* _Input data_:
◆ ◆ ◆

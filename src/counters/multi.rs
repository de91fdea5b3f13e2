//! # Multi Object Counter
//!
//! Applies one logical on-ramp/off-ramp to an ordered list of counters, so a
//! single object can be accounted against several stages at once (for
//! example a stage's own counter plus a counter shared by a group of stages).
//!
//! The first child is the *gating* counter: only its capacity is consulted
//! by `attempt_on_ramp`. Every other child is force-ramped once the gating
//! counter admits, so all children keep the same count even when a
//! non-gating child is past its own capacity.
//!
//! The composite takes no lock of its own. During `attempt_on_ramp` there
//! is a short window in which the gating child has been ramped and the
//! others have not yet.

use std::sync::Arc;
use tracing::debug;

use super::ObjectCounter;
use crate::error::{FlowControlError, Result};

#[derive(Debug, Clone)]
pub struct MultiObjectCounter {
    counters: Vec<Arc<dyn ObjectCounter>>,
}

impl MultiObjectCounter {
    /// Compose `counters`; the first element becomes the gating counter.
    pub fn new(counters: Vec<Arc<dyn ObjectCounter>>) -> Result<Self> {
        if counters.is_empty() {
            return Err(FlowControlError::EmptyCounterList);
        }

        debug!(children = counters.len(), "Multi object counter initialized");

        Ok(Self { counters })
    }

    /// The counter whose capacity governs conditional admission
    pub fn gating_counter(&self) -> &Arc<dyn ObjectCounter> {
        &self.counters[0]
    }

    /// All children, gating counter first
    pub fn counters(&self) -> &[Arc<dyn ObjectCounter>] {
        &self.counters
    }
}

impl ObjectCounter for MultiObjectCounter {
    fn on_ramp(&self) {
        for counter in &self.counters {
            counter.on_ramp();
        }
    }

    fn attempt_on_ramp(&self) -> bool {
        if !self.gating_counter().attempt_on_ramp() {
            return false;
        }

        for counter in &self.counters[1..] {
            counter.force_on_ramp();
        }
        true
    }

    fn force_on_ramp(&self) {
        for counter in &self.counters {
            counter.force_on_ramp();
        }
    }

    fn off_ramp(&self) {
        for counter in &self.counters {
            counter.off_ramp();
        }
    }

    fn count(&self) -> i64 {
        self.gating_counter().count()
    }

    fn wait_until_empty(&self) {
        self.gating_counter().wait_until_empty();
    }
}

#[cfg(test)]
mod tests {
    use super::*;
    use crate::counters::{BackpressureObjectCounter, StandardObjectCounter};
    use std::time::Duration;

    fn bounded(name: &str, capacity: i64) -> Arc<BackpressureObjectCounter> {
        Arc::new(BackpressureObjectCounter::new(name, capacity, Duration::from_millis(1)).unwrap())
    }

    #[test]
    fn test_empty_counter_list_rejected() {
        assert_eq!(
            MultiObjectCounter::new(Vec::new()).unwrap_err(),
            FlowControlError::EmptyCounterList
        );
    }

    #[test]
    fn test_events_applied_to_every_child() {
        let a = bounded("a", 10);
        let b = Arc::new(StandardObjectCounter::new(Duration::from_millis(1)).unwrap());
        let children: Vec<Arc<dyn ObjectCounter>> = vec![a.clone(), b.clone()];
        let multi = MultiObjectCounter::new(children).unwrap();

        multi.on_ramp();
        multi.force_on_ramp();
        assert!(multi.attempt_on_ramp());
        assert_eq!((a.count(), b.count(), multi.count()), (3, 3, 3));

        multi.off_ramp();
        assert_eq!((a.count(), b.count(), multi.count()), (2, 2, 2));
    }

    #[test]
    fn test_refused_attempt_touches_no_child() {
        let gate = bounded("gate", 1);
        let other = bounded("other", 100);
        let children: Vec<Arc<dyn ObjectCounter>> = vec![gate.clone(), other.clone()];
        let multi = MultiObjectCounter::new(children).unwrap();

        assert!(multi.attempt_on_ramp());
        assert!(!multi.attempt_on_ramp());
        assert_eq!(gate.count(), 1);
        assert_eq!(other.count(), 1);
    }

    #[test]
    fn test_non_gating_child_forced_past_capacity() {
        let gate = bounded("gate", 10);
        let small = bounded("small", 2);
        let children: Vec<Arc<dyn ObjectCounter>> = vec![gate.clone(), small.clone()];
        let multi = MultiObjectCounter::new(children).unwrap();

        for _ in 0..10 {
            assert!(multi.attempt_on_ramp());
        }
        assert!(!multi.attempt_on_ramp());
        assert_eq!(small.count(), 10);
        assert!(!small.attempt_on_ramp());
    }

    #[test]
    fn test_gating_counter_is_first() {
        let gate = bounded("gate", 3);
        let other = bounded("other", 5);
        let children: Vec<Arc<dyn ObjectCounter>> = vec![gate, other];
        let multi = MultiObjectCounter::new(children).unwrap();

        multi.force_on_ramp();
        multi.force_on_ramp();
        assert_eq!(multi.gating_counter().count(), 2);
        assert_eq!(multi.counters().len(), 2);
    }
}
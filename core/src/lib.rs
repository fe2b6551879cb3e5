//! Core types for the `nav-search` element.
//!
//! Nothing here touches a DOM: options, configuration, the debounce
//! primitive and the keyboard state machine are plain data and functions.

pub mod debounce;
pub mod error;
pub mod navigator;
pub mod types;

pub use error::SetupError;

/// Component version.
pub const VERSION: &str = "0.0.1";
use wasm_bindgen::JsCast;
use wasm_bindgen::closure::Closure;
use web_sys::{Event, EventTarget};

/// An attached DOM listener, removed again on drop.
pub(crate) struct EventListener {
    target: EventTarget,
    event: &'static str,
    callback: Closure<dyn FnMut(Event)>,
}

impl EventListener {
    pub(crate) fn attach(
        target: &EventTarget,
        event: &'static str,
        handler: impl FnMut(Event) + 'static,
    ) -> Option<Self> {
        let callback = Closure::<dyn FnMut(Event)>::new(handler);
        if let Err(err) =
            target.add_event_listener_with_callback(event, callback.as_ref().unchecked_ref())
        {
            tracing::warn!(event, ?err, "failed to attach listener");
            return None;
        }
        Some(Self {
            target: target.clone(),
            event,
            callback,
        })
    }
}

impl Drop for EventListener {
    fn drop(&mut self) {
        let _ = self.target.remove_event_listener_with_callback(
            self.event,
            self.callback.as_ref().unchecked_ref(),
        );
    }
}
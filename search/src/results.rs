//! Rendered result markup.

/// Concatenated fragments for every match, in index order.
#[derive(Debug, Clone, Default, PartialEq, Eq)]
pub struct RenderedResults {
    pub html: String,
    /// Number of options that contributed a fragment.
    pub count: usize,
}

impl RenderedResults {
    pub fn is_empty(&self) -> bool {
        self.count == 0
    }

    pub(crate) fn push(&mut self, fragment: &str) {
        self.html.push_str(fragment);
        self.count += 1;
    }
}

◆ ◆ ◆

Transcribe all of the data so that each line matches the source exactly.

filename src/counters/multi.rs
repository de91fdea5b3f13e2
//! # Multi Object Counter
//!
//! Applies one logical on-ramp/off-ramp to an ordered list of counters, so a
//! single object can be accounted against several stages at once (for
//! example a stage's own counter plus a counter shared by a group of stages).
//!
//! The first child is the *gating* counter: only its capacity is consulted
//! by `attempt_on_ramp`. Every other child is force-ramped once the gating
//! counter admits, so all children keep the same count even when a
//! non-gating child is past its own capacity.
//!
//! The composite takes no lock of its own. During `attempt_on_ramp` there
//! is a short window in which the gating child has been ramped and the
//! others have not yet.

use std::sync::Arc;
use tracing::debug;

use super::ObjectCounter;
use crate::error::{FlowControlError, Result};

#[derive(Debug, Clone)]
pub struct MultiObjectCounter {
    counters: Vec<Arc<dyn ObjectCounter>>,
}

impl MultiObjectCounter {
    /// Compose `counters`; the first element becomes the gating counter.
    pub fn new(counters: Vec<Arc<dyn ObjectCounter>>) -> Result<Self> {
        if counters.is_empty() {
            return Err(FlowControlError::EmptyCounterList);
        }

        debug!(children = counters.len(), "Multi object counter initialized");

        Ok(Self { counters })
    }

    /// The counter whose capacity governs conditional admission
    pub fn gating_counter(&self) -> &Arc<dyn ObjectCounter> {
        &self.counters[0]
    }

    /// All children, gating counter first
    pub fn counters(&self) -> &[Arc<dyn ObjectCounter>] {
        &self.counters
    }
}

impl ObjectCounter for MultiObjectCounter {
    fn on_ramp(&self) {
        for counter in &self.counters {
            counter.on_ramp();
        }
    }

    fn attempt_on_ramp(&self) -> bool {
        if !self.gating_counter().attempt_on_ramp() {
            return false;
        }

        for counter in &self.counters[1..] {
            counter.force_on_ramp();
        }
        true
    }

    fn force_on_ramp(&self) {
        for counter in &self.counters {
            counter.force_on_ramp();
        }
    }

    fn off_ramp(&self) {
        for counter in &self.counters {
            counter.off_ramp();
        }
    }

    fn count(&self) -> i64 {
        self.gating_counter().count()
    }

    fn wait_until_empty(&self) {
        self.gating_counter().wait_until_empty();
    }
}

#[cfg(test)]
mod tests {
    use super::*;
    use crate::counters::{BackpressureObjectCounter, StandardObjectCounter};
    use std::time::Duration;

    fn bounded(name: &str, capacity: i64) -> Arc<BackpressureObjectCounter> {
        Arc::new(BackpressureObjectCounter::new(name, capacity, Duration::from_millis(1)).unwrap())
    }

    #[test]
    fn test_empty_counter_list_rejected() {
        assert_eq!(
            MultiObjectCounter::new(Vec::new()).unwrap_err(),
            FlowControlError::EmptyCounterList
        );
    }

    #[test]
    fn test_events_applied_to_every_child() {
        let a = bounded("a", 10);
        let b = Arc::new(StandardObjectCounter::new(Duration::from_millis(1)).unwrap());
        let children: Vec<Arc<dyn ObjectCounter>> = vec![a.clone(), b.clone()];
        let multi = MultiObjectCounter::new(children).unwrap();

        multi.on_ramp();
        multi.force_on_ramp();
        assert!(multi.attempt_on_ramp());
        assert_eq!((a.count(), b.count(), multi.count()), (3, 3, 3));

        multi.off_ramp();
        assert_eq!((a.count(), b.count(), multi.count()), (2, 2, 2));
    }

    #[test]
    fn test_refused_attempt_touches_no_child() {
        let gate = bounded("gate", 1);
        let other = bounded("other", 100);
        let children: Vec<Arc<dyn ObjectCounter>> = vec![gate.clone(), other.clone()];
        let multi = MultiObjectCounter::new(children).unwrap();

        assert!(multi.attempt_on_ramp());
        assert!(!multi.attempt_on_ramp());
        assert_eq!(gate.count(), 1);
        assert_eq!(other.count(), 1);
    }

    #[test]
    fn test_non_gating_child_forced_past_capacity() {
        let gate = bounded("gate", 10);
        let small = bounded("small", 2);
        let children: Vec<Arc<dyn ObjectCounter>> = vec![gate.clone(), small.clone()];
        let multi = MultiObjectCounter::new(children).unwrap();

        for _ in 0..10 {
            assert!(multi.attempt_on_ramp());
        }
        assert!(!multi.attempt_on_ramp());
        assert_eq!(small.count(), 10);
        assert!(!small.attempt_on_ramp());
    }

    #[test]
    fn test_gating_counter_is_first() {
        let gate = bounded("gate", 3);
        let other = bounded("other", 5);
        let children: Vec<Arc<dyn ObjectCounter>> = vec![gate, other];
        let multi = MultiObjectCounter::new(children).unwrap();

        multi.force_on_ramp();
        multi.force_on_ramp();
        assert_eq!(multi.gating_counter().count(), 2);
        assert_eq!(multi.counters().len(), 2);
    }
}
filename core/src/lib.rs
repository fe2b6551879cb3e5
//! Core types for the `nav-search` element.
//!
//! Nothing here touches a DOM: options, configuration, the debounce
//! primitive and the keyboard state machine are plain data and functions.

pub mod debounce;
pub mod error;
pub mod navigator;
pub mod types;

pub use error::SetupError;

/// Component version.
pub const VERSION: &str = "0.0.1";
use wasm_bindgen::JsCast;
use wasm_bindgen::closure::Closure;
use web_sys::{Event, EventTarget};

/// An attached DOM listener, removed again on drop.
pub(crate) struct EventListener {
    target: EventTarget,
    event: &'static str,
    callback: Closure<dyn FnMut(Event)>,
}

impl EventListener {
    pub(crate) fn attach(
        target: &EventTarget,
        event: &'static str,
        handler: impl FnMut(Event) + 'static,
    ) -> Option<Self> {
        let callback = Closure::<dyn FnMut(Event)>::new(handler);
        if let Err(err) =
            target.add_event_listener_with_callback(event, callback.as_ref().unchecked_ref())
        {
            tracing::warn!(event, ?err, "failed to attach listener");
            return None;
        }
        Some(Self {
            target: target.clone(),
            event,
            callback,
        })
    }
}

impl Drop for EventListener {
    fn drop(&mut self) {
        let _ = self.target.remove_event_listener_with_callback(
            self.event,
            self.callback.as_ref().unchecked_ref(),
        );
    }
}
filename search/src/results.rs
//! Rendered result markup.

/// Concatenated fragments for every match, in index order.
#[derive(Debug, Clone, Default, PartialEq, Eq)]
pub struct RenderedResults {
    pub html: String,
    /// Number of options that contributed a fragment.
    pub count: usize,
}

impl RenderedResults {
    pub fn is_empty(&self) -> bool {
        self.count == 0
    }

    pub(crate) fn push(&mut self, fragment: &str) {
        self.html.push_str(fragment);
        self.count += 1;
    }
}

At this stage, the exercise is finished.